George Douglas, a banker with one of the new generation banks told TheNiche off camera that there are new notes in the vaults of the various banks but cannot be circulated due to the current directive by the CBN.

The only people you will see spending the new notes are the bankers themselves because they have access to them,” Douglas said.

It is also alleged that the bankers trade off the new notes. According to Douglas, the monies you see at parties and functions are obtained from bankers or CBN staff who sell the notes to the highest bidder.

Another banker with another new generation banks said since the administration of President Muhammadu Buhari came, there have not been new naira notes circulated, especially the hundred naira notes.

He said although there are new notes, but they too small to go round.

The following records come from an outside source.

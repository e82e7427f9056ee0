//! Biometric verification stub (SPEC_FULL.md §4.J). The real face-matching
//! pipeline (`original_source/backend/face_auth.py`, 128-D encodings via
//! `face_recognition`) is an explicit non-goal (spec.md §1): its failure
//! never downgrades the gate decision (spec.md §4.E step 7). This module
//! is the trait boundary a real implementation would sit behind.

use crate::domain::Principal;
use serde::Serialize;
use std::collections::hash_map::DefaultHasher;
use std::hash::{Hash, Hasher};

#[derive(Debug, Clone, Serialize)]
pub struct BiometricVerdict {
    pub matched: bool,
    pub confidence_percent: u8,
    pub note: String,
}

pub trait BiometricVerifier: Send + Sync + 'static {
    fn verify(&self, image: &[u8], subject: &Principal) -> BiometricVerdict;
}

/// Deterministic stand-in: reports `no_face_registered` for a subject with
/// no enrolled encoding (tracked here only as `student_class.is_some()` as
/// a stand-in flag since full enrollment storage is out of scope), else a
/// synthetic confidence derived from a hash of the image bytes so repeated
/// calls with the same image are reproducible in tests.
pub struct StubBiometricVerifier;

impl BiometricVerifier for StubBiometricVerifier {
    fn verify(&self, image: &[u8], _subject: &Principal) -> BiometricVerdict {
        if image.is_empty() {
            return BiometricVerdict {
                matched: false,
                confidence_percent: 0,
                note: "no image supplied".to_string(),
            };
        }
        let mut hasher = DefaultHasher::new();
        image.hash(&mut hasher);
        let h = hasher.finish();
        let confidence_percent = (h % 101) as u8;
        BiometricVerdict {
            matched: confidence_percent >= 60,
            confidence_percent,
            note: "advisory: stub verifier, no face-recognition backend configured".to_string(),
        }
    }
}

#[cfg(test)]
mod tests {
    use super::*;
    use crate::domain::Role;

    fn subject() -> Principal {
        Principal {
            id: 1,
            name: "Test".into(),
            role: Role::Student,
            active: true,
            subject_code: None,
            student_class: None,
            guardian_name: None,
            validity_end: None,
            contact: None,
            password_hash: String::new(),
        }
    }

    #[test]
    fn empty_image_is_never_matched() {
        let v = StubBiometricVerifier;
        let verdict = v.verify(&[], &subject());
        assert!(!verdict.matched);
    }

    #[test]
    fn same_image_is_deterministic() {
        let v = StubBiometricVerifier;
        let img = vec![1, 2, 3, 4];
        let a = v.verify(&img, &subject());
        let b = v.verify(&img, &subject());
        assert_eq!(a.confidence_percent, b.confidence_percent);
    }
}
use crate::auth::AuthPrincipal;
use crate::domain::{LocationPolicy, Role};
use crate::error::GateError;
use crate::state::AppState;
use axum::extract::State;
use axum::Json;
use serde::{Deserialize, Serialize};

#[derive(Serialize)]
pub struct PublicLocationOut {
    pub label: String,
    pub radius_km: f64,
    pub enabled: bool,
}

#[derive(Deserialize)]
pub struct SetLocationRequest {
    pub label: String,
    pub center_lat: f64,
    pub center_lon: f64,
    pub radius_km: f64,
    pub enabled: bool,
}

pub async fn get_location(
    State(state): State<AppState>,
    auth: AuthPrincipal,
) -> Result<Json<LocationPolicy>, GateError> {
    auth.require_role(&[Role::Admin])?;
    Ok(Json(state.policy_store.load()))
}

pub async fn set_location(
    State(state): State<AppState>,
    auth: AuthPrincipal,
    Json(body): Json<SetLocationRequest>,
) -> Result<Json<LocationPolicy>, GateError> {
    auth.require_role(&[Role::Admin])?;
    if !crate::geofence::is_valid_coordinate(body.center_lat, body.center_lon) {
        return Err(GateError::InvalidCoordinates);
    }
    let policy = LocationPolicy {
        label: body.label,
        center_lat: body.center_lat,
        center_lon: body.center_lon,
        radius_km: body.radius_km,
        enabled: body.enabled,
    };
    state
        .policy_store
        .save(&policy)
        .map_err(|e| GateError::Internal(e.to_string()))?;
    Ok(Json(policy))
}

/// `GET /api/location` — the public-safe subset (no raw coordinates) any
/// authenticated principal may read to know whether they're expected to be
/// on campus.
pub async fn get_public_location(
    State(state): State<AppState>,
    _auth: AuthPrincipal,
) -> Result<Json<PublicLocationOut>, GateError> {
    let policy = state.policy_store.load();
    Ok(Json(PublicLocationOut {
        label: policy.label,
        radius_km: policy.radius_km,
        enabled: policy.enabled,
    }))
}
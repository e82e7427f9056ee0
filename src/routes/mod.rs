//! HTTP surface (spec.md §6). One submodule per resource family, assembled
//! into a single `Router` in `main.rs` the way the teacher assembles its
//! flat `.route(...)` chain.

pub mod admin;
pub mod auth;
pub mod emergency;
pub mod logs;
pub mod passes;
pub mod verify;

use crate::state::AppState;
use axum::routing::{get, post};
use axum::Router;

pub fn router() -> Router<AppState> {
    Router::new()
        .route("/auth/login", post(auth::login))
        .route("/auth/me", get(auth::me))
        .route("/passes", post(passes::create).get(passes::list))
        .route("/passes/daily-entry", post(passes::daily_entry))
        .route("/passes/{id}/approve", post(passes::approve))
        .route("/passes/{id}/reject", post(passes::reject))
        .route("/verify", post(verify::verify))
        .route("/api/emergency_exit", post(emergency::emergency_exit))
        .route("/api/logs/recent", get(logs::recent))
        .route("/api/logs/statistics", get(logs::statistics))
        .route("/api/logs/hourly", get(logs::hourly))
        .route("/api/logs/daily", get(logs::daily))
        .route("/api/logs/top_students", get(logs::top_students))
        .route("/api/logs/search", get(logs::search))
        .route("/ws/logs", get(crate::ws::logs_ws))
        .route(
            "/api/admin/location",
            get(admin::get_location).post(admin::set_location),
        )
        .route("/api/location", get(admin::get_public_location))
}
// 该文件是 Shanan （山南西风） 项目的一部分。
// src/input.rs - 图像输入
//
// 本文件根据 Apache 许可证第 2.0 版（以下简称“许可证”）授权使用；
// 除非遵守该许可证条款，否则您不得使用本文件。
// 您可通过以下网址获取许可证副本：
// http://www.apache.org/licenses/LICENSE-2.0
// 除非适用法律要求或书面同意，根据本许可协议分发的软件均按“原样”提供，
// 不附带任何形式的明示或暗示的保证或条件。
// 有关许可权限与限制的具体条款，请参阅本许可协议。
//
// Copyright (C) 2026 Johann Li <me@qinka.pro>, Wareless Group

mod base64_image;
pub use self::base64_image::{
  DecodeError, decode_base64, decode_base64_image, decode_image_bytes, strip_data_url_prefix,
};

mod read_image_file;
pub use self::read_image_file::{ImageFileInput, ImageFileInputError};
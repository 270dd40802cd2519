// 该文件是 Shanan （山南西风） 项目的一部分。
// src/annotate.rs - 检测结果过滤、坐标平移与标注
//
// 本文件根据 Apache 许可证第 2.0 版（以下简称“许可证”）授权使用；
// 除非遵守该许可证条款，否则您不得使用本文件。
// 您可通过以下网址获取许可证副本：
// http://www.apache.org/licenses/LICENSE-2.0
// 除非适用法律要求或书面同意，根据本许可协议分发的软件均按“原样”提供，
// 不附带任何形式的明示或暗示的保证或条件。
// 有关许可权限与限制的具体条款，请参阅本许可协议。
//
// Copyright (C) 2026 Johann Li <me@qinka.pro>, Wareless Group

use serde::Serialize;
use tracing::debug;

use crate::{
  frame::BgrFrame,
  model::{DetectResult, InvalidClassId, LabelMap},
  output::draw::{ColorMap, Draw},
};

/// 置信度低于该值的检测被丢弃，不可按请求调整
pub const CONFIDENCE_THRESHOLD: f32 = 0.5;

/// 整图坐标系下的检测结果
#[derive(Debug, Clone, PartialEq, Serialize)]
pub struct Detection {
  pub coordinates: [u32; 4],
  pub label: String,
  pub confidence: f32,
}

#[derive(Debug, Clone, PartialEq)]
pub struct Annotated {
  pub frame: BgrFrame,
  pub detections: Vec<Detection>,
}

/// 局部浮点框截断为整数像素，并保证 min <= max
pub fn pixel_box(bbox: [f32; 4]) -> [u32; 4] {
  let [x1, y1, x2, y2] = bbox.map(|v| v as u32);
  [x1.min(x2), y1.min(y2), x1.max(x2), y1.max(y2)]
}

pub fn translate_box(bbox: [u32; 4], (offset_x, offset_y): (u32, u32)) -> [u32; 4] {
  [
    bbox[0].saturating_add(offset_x),
    bbox[1].saturating_add(offset_y),
    bbox[2].saturating_add(offset_x),
    bbox[3].saturating_add(offset_y),
  ]
}

pub fn label_text(label: &str, confidence: f32) -> String {
  format!("{}: {:.2}", label, confidence)
}

/// 把模型输出转换为带标签的整图检测，并在帧的拷贝上绘制
#[derive(Clone, Default)]
pub struct Annotator {
  labels: LabelMap,
  colors: ColorMap,
  draw: Draw,
}

impl Annotator {
  pub fn new(labels: LabelMap, draw: Draw) -> Self {
    Self {
      labels,
      colors: ColorMap::default(),
      draw,
    }
  }

  pub fn labels(&self) -> &LabelMap {
    &self.labels
  }

  /// frame 为模型的输入帧，offset 为其左上角在整图中的位置
  pub fn annotate(
    &self,
    frame: &BgrFrame,
    result: &DetectResult,
    offset: (u32, u32),
  ) -> Result<Annotated, InvalidClassId> {
    let mut detections = Vec::new();
    let mut image = None;

    for item in result.items.iter() {
      // NaN 不满足比较，同样被丢弃
      if !(item.score >= CONFIDENCE_THRESHOLD) {
        continue;
      }

      let class_id = item.class_id()?;
      let label = self.labels.name(class_id);
      let local = pixel_box(item.bbox);

      let canvas = image.get_or_insert_with(|| frame.to_rgb_image());
      self.draw.draw_bbox_with_label(
        canvas,
        local,
        &label_text(label, item.score),
        self.colors.color(class_id),
      );

      let coordinates = translate_box(local, offset);
      debug!(
        "检测到 {}: {:.2} at {:?}",
        label, item.score, coordinates
      );
      detections.push(Detection {
        coordinates,
        label: label.to_string(),
        confidence: item.score,
      });
    }

    let frame = match image {
      Some(image) => BgrFrame::from(image),
      None => frame.clone(),
    };
    Ok(Annotated { frame, detections })
  }
}
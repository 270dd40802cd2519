// 该文件是 Shanan （山南西风） 项目的一部分。
// src/model/yolo26.rs - YOLO26 RKNPU 推理后端
//
// 本程序遵循 GNU Affero 通用公共许可证（AGPL）许可协议。
// 本程序的发布旨在提供实用价值，但不作任何形式的担保，
// 包括但不限于对适销性或特定用途适用性的默示担保。
// 更多详情请参阅 GNU 通用公共许可证。
//
// Copyright (C) 2026 Johann Li <me@qinka.pro>, ETVP

use std::{path::Path, sync::Mutex};

use image::imageops::{self, FilterType};
use rknpu::{Context, InitFlags, TensorFormat, TensorType};
use thiserror::Error;
use tracing::{debug, error, info};
use url::Url;

use crate::{
  FromUrl, FromUrlWithScheme,
  frame::BgrFrame,
  model::{
    DetectItem, DetectResult, Model,
    head::{HeadShape, decode_head, split_reg_cls},
  },
};

const YOLO26_NUM_INPUTS: u32 = 1;
const YOLO26_NUM_OUTPUTS: u32 = 6;
const YOLO26_INPUT_SIZE: u32 = 640;
const YOLO26_HEAD_SIZES: [(usize, usize); 3] = [(80, 80), (40, 40), (20, 20)];
const YOLO26_STRIDES: [f32; 3] = [8.0, 16.0, 32.0];
/// 未指定类别数时按 COCO 的 80 类解码
pub const YOLO26_CLASS_NUM: usize = 80;
// 候选阈值低于服务端的置信度阈值，最终过滤由调用方决定
const YOLO26_CANDIDATE_THRESH: f32 = 0.25;

/// 运行在 RKNPU 上的 YOLO26 检测模型
///
/// 任意尺寸的输入帧会被拉伸到 640x640 后送入 NPU，输出框再按比例映射回输入帧的像素坐标。
pub struct Yolo26 {
  context: Mutex<Context>,
  class_num: usize,
}

#[derive(Error, Debug)]
pub enum Yolo26Error {
  #[error("模型加载错误: {0}")]
  ModelLoadError(#[from] std::io::Error),
  #[error("模型无效: {0}, 错误: {1}")]
  ModelInvalid(String, rknpu::Error),
  #[error("RKNN 错误: {0}")]
  RknnError(rknpu::Error),
  #[error("模型路径错误: {0}")]
  ModelPathError(String),
  #[error("类别数无效: {0}")]
  InvalidClassNum(usize),
  #[error("推理上下文锁已损坏")]
  ContextPoisoned,
}

impl From<rknpu::Error> for Yolo26Error {
  fn from(err: rknpu::Error) -> Self {
    Yolo26Error::RknnError(err)
  }
}

impl Yolo26Error {
  pub fn invalid(msg: &str, e: rknpu::Error) -> Self {
    Yolo26Error::ModelInvalid(msg.to_string(), e)
  }
}

pub struct Yolo26Builder {
  model_path: String,
  flags: InitFlags,
  class_num: usize,
}

impl FromUrlWithScheme for Yolo26Builder {
  const SCHEME: &'static str = "yolo26";
}

impl FromUrl for Yolo26Builder {
  type Error = Yolo26Error;

  fn from_url(url: &Url) -> Result<Self, Self::Error> {
    if url.scheme() != Self::SCHEME {
      return Err(Yolo26Error::ModelPathError(format!(
        "模型路径必须使用 {} 方案",
        Self::SCHEME
      )));
    }

    Ok(Yolo26Builder {
      model_path: url.path().to_string(),
      flags: InitFlags::default(),
      class_num: YOLO26_CLASS_NUM,
    })
  }
}

impl Yolo26Builder {
  pub fn flags(mut self, flags: InitFlags) -> Self {
    self.flags = flags;
    self
  }

  /// 分类张量的类别数，用于区分回归与分类输出
  pub fn class_num(mut self, class_num: usize) -> Self {
    self.class_num = class_num;
    self
  }

  pub fn build(self) -> Result<Yolo26, Yolo26Error> {
    if self.class_num == 0 {
      return Err(Yolo26Error::InvalidClassNum(self.class_num));
    }

    if !Path::new(&self.model_path).is_file() {
      error!("模型文件不存在: {}", self.model_path);
      return Err(Yolo26Error::ModelPathError(format!(
        "模型文件不存在: {}",
        self.model_path
      )));
    }

    info!("加载模型文件: {}", self.model_path);
    let model_data = std::fs::read(&self.model_path)?;
    debug!(
      "模型文件大小: {:.2} MB",
      model_data.len() as f64 / (1024.0 * 1024.0)
    );

    let context = Context::new(&model_data, self.flags)?;

    let num_inputs = context
      .num_inputs()
      .map_err(|e| Yolo26Error::invalid("无法获取输入数量", e))?;
    let num_outputs = context
      .num_outputs()
      .map_err(|e| Yolo26Error::invalid("无法获取输出数量", e))?;

    if num_inputs != YOLO26_NUM_INPUTS || num_outputs != YOLO26_NUM_OUTPUTS {
      let msg = format!(
        "预期模型输入/输出数量为 {}/{}, 实际为 {}/{}",
        YOLO26_NUM_INPUTS, YOLO26_NUM_OUTPUTS, num_inputs, num_outputs
      );
      error!("{}", msg);
      return Err(Yolo26Error::invalid(&msg, rknpu::Error::InvalidModel));
    }

    info!("模型加载完成, 类别数: {}", self.class_num);
    Ok(Yolo26 {
      context: Mutex::new(context),
      class_num: self.class_num,
    })
  }
}

impl Model for Yolo26 {
  type Error = Yolo26Error;

  fn infer(&self, input: &BgrFrame) -> Result<DetectResult, Self::Error> {
    if input.is_empty() {
      return Ok(DetectResult::default());
    }

    // NPU 输入为 RGB NHWC
    let resized = imageops::resize(
      &input.to_rgb_image(),
      YOLO26_INPUT_SIZE,
      YOLO26_INPUT_SIZE,
      FilterType::Triangle,
    );

    let context = self
      .context
      .lock()
      .map_err(|_| Yolo26Error::ContextPoisoned)?;

    debug!("设置模型输入");
    context.set_input(
      0,
      resized.as_raw().as_slice(),
      TensorFormat::NHWC,
      TensorType::UInt8,
    )?;

    debug!("执行模型推理");
    context.run()?;

    let output = context.get_outputs()?;
    let items = decode_heads(
      &output,
      self.class_num,
      input.width() as f32,
      input.height() as f32,
    );
    debug!("检测到 {} 个候选目标", items.len());

    Ok(DetectResult::from(items))
  }
}

/// 解码三个检测头，框坐标映射到 width x height 的输入帧
fn decode_heads(
  output: &rknpu::Output,
  class_num: usize,
  width: f32,
  height: f32,
) -> Vec<DetectItem> {
  let input_size = YOLO26_INPUT_SIZE as f32;
  let scale = (width / input_size, height / input_size);
  let mut items = Vec::new();

  for (head_idx, (&(map_h, map_w), stride)) in
    YOLO26_HEAD_SIZES.iter().zip(YOLO26_STRIDES).enumerate()
  {
    let shape = HeadShape {
      map_h,
      map_w,
      stride,
    };
    let spatial = shape.spatial();
    let (tensor1, tensor2) = match (output.get_f32(head_idx * 2), output.get_f32(head_idx * 2 + 1)) {
      (Ok(t1), Ok(t2)) => (t1, t2),
      (Err(e), _) | (_, Err(e)) => {
        error!("检测头 {}: 获取输出失败: {}", head_idx, e);
        continue;
      }
    };

    let Some((reg, cls)) = split_reg_cls(tensor1, tensor2, spatial, class_num) else {
      error!(
        "检测头 {}: 输出大小不匹配 - 张量1: {}, 张量2: {}, 空间大小: {}, 类别数: {}",
        head_idx,
        tensor1.len(),
        tensor2.len(),
        spatial,
        class_num
      );
      continue;
    };

    items.extend(decode_head(
      reg,
      cls,
      shape,
      class_num,
      input_size,
      scale,
      YOLO26_CANDIDATE_THRESH,
    ));
  }

  items
}
// 该文件是 Shanan （山南西风） 项目的一部分。
// src/output/encode.rs - 结果图像编码
//
// 本文件根据 Apache 许可证第 2.0 版（以下简称“许可证”）授权使用；
// 除非遵守该许可证条款，否则您不得使用本文件。
// 您可通过以下网址获取许可证副本：
// http://www.apache.org/licenses/LICENSE-2.0
// 除非适用法律要求或书面同意，根据本许可协议分发的软件均按“原样”提供，
// 不附带任何形式的明示或暗示的保证或条件。
// 有关许可权限与限制的具体条款，请参阅本许可协议。
//
// Copyright (C) 2026 Johann Li <me@qinka.pro>, Wareless Group

use base64::{Engine, engine::general_purpose::STANDARD};
use image::codecs::jpeg::JpegEncoder;
use thiserror::Error;
use tracing::debug;

use crate::frame::BgrFrame;

pub const DEFAULT_JPEG_QUALITY: u8 = 95;

#[derive(Error, Debug)]
#[error("Failed to encode image: {0}")]
pub struct EncodeError(#[from] image::ImageError);

pub fn encode_jpeg(frame: &BgrFrame, quality: u8) -> Result<Vec<u8>, EncodeError> {
  let mut buffer = Vec::new();
  JpegEncoder::new_with_quality(&mut buffer, quality.clamp(1, 100))
    .encode_image(&frame.to_rgb_image())?;
  debug!(
    "编码 JPEG: {}x{}, {} 字节",
    frame.width(),
    frame.height(),
    buffer.len()
  );
  Ok(buffer)
}

pub fn encode_jpeg_base64(frame: &BgrFrame, quality: u8) -> Result<String, EncodeError> {
  Ok(STANDARD.encode(encode_jpeg(frame, quality)?))
}
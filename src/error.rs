// 该文件是 Shanan （山南西风） 项目的一部分。
// src/error.rs - 预测接口错误
//
// 本文件根据 Apache 许可证第 2.0 版（以下简称“许可证”）授权使用；
// 除非遵守该许可证条款，否则您不得使用本文件。
// 您可通过以下网址获取许可证副本：
// http://www.apache.org/licenses/LICENSE-2.0
// 除非适用法律要求或书面同意，根据本许可协议分发的软件均按“原样”提供，
// 不附带任何形式的明示或暗示的保证或条件。
// 有关许可权限与限制的具体条款，请参阅本许可协议。
//
// Copyright (C) 2026 Johann Li <me@qinka.pro>, Wareless Group

use axum::{
  Json,
  extract::rejection::BytesRejection,
  http::StatusCode,
  response::{IntoResponse, Response},
};
use serde_json::json;
use thiserror::Error;
use tracing::{error, warn};

use crate::{input::DecodeError, output::EncodeError, task::TaskError};

/// `/predict` 的错误分类；客户端错误返回 400，其余返回 500
///
/// 请求体读取失败（例如超出大小上限）沿用框架给出的状态码，同样以 JSON 返回。
#[derive(Error, Debug)]
pub enum PredictError {
  #[error("Invalid request format")]
  InvalidRequestShape,
  #[error("{message}")]
  RequestBody { status: StatusCode, message: String },
  #[error("Invalid Base64 image data: {0}")]
  InvalidEncoding(base64::DecodeError),
  #[error("Invalid image data: {0}")]
  InvalidImageData(image::ImageError),
  #[error("{0}")]
  EncodingFailure(#[from] EncodeError),
  #[error("{0}")]
  Internal(String),
}

impl From<DecodeError> for PredictError {
  fn from(err: DecodeError) -> Self {
    match err {
      DecodeError::InvalidEncoding(e) => PredictError::InvalidEncoding(e),
      DecodeError::InvalidImageData(e) => PredictError::InvalidImageData(e),
    }
  }
}

impl From<BytesRejection> for PredictError {
  fn from(rejection: BytesRejection) -> Self {
    PredictError::RequestBody {
      status: rejection.status(),
      message: rejection.body_text(),
    }
  }
}

impl From<TaskError> for PredictError {
  fn from(err: TaskError) -> Self {
    PredictError::Internal(err.to_string())
  }
}

impl PredictError {
  pub fn status_code(&self) -> StatusCode {
    match self {
      PredictError::InvalidRequestShape
      | PredictError::InvalidEncoding(_)
      | PredictError::InvalidImageData(_) => StatusCode::BAD_REQUEST,
      PredictError::RequestBody { status, .. } => *status,
      PredictError::EncodingFailure(_) | PredictError::Internal(_) => {
        StatusCode::INTERNAL_SERVER_ERROR
      }
    }
  }
}

impl IntoResponse for PredictError {
  fn into_response(self) -> Response {
    let status = self.status_code();
    if status.is_client_error() {
      warn!("请求无效: {}", self);
    } else {
      error!("请求处理失败: {}", self);
    }

    (status, Json(json!({ "error": self.to_string() }))).into_response()
  }
}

Risk of contracting diseases

According to research, paper money can carry more germs than a household toilet. And bills are a hospitable environment for gross microbes. Viruses and bacteria can live on most surfaces for about 48 hours, but paper money can reportedly transport a live flu virus for up to 17 days.

Researchers from the Wright Patterson Medical Center in Dayton, Ohio, asked people standing in line at a grocery store checkout and at a high school concession stand to trade a $1 bill from their pocket for a new one. Then the doctors analyzed 68 of those old, worn bills.

Five of the bills contained bacteria that can cause an infection in perfectly healthy people, and 59 of them (thats 87 percent) were contaminated with bacteria that could cause an infection in anyone with a compromised immune system, such as people with HIV or cancer.

Only four of the bills were relatively clean.

Three phone calls and SMS to CBNs spokesman, Issac Okoroafor, did not elicit any response. When TheNiche first reached him and sought his reaction on the dirty notes in circulation, Okoroafor said he was at a function in Calabar and asked that the reporter call back in three hours. But he did not respond to subsequent phone calls.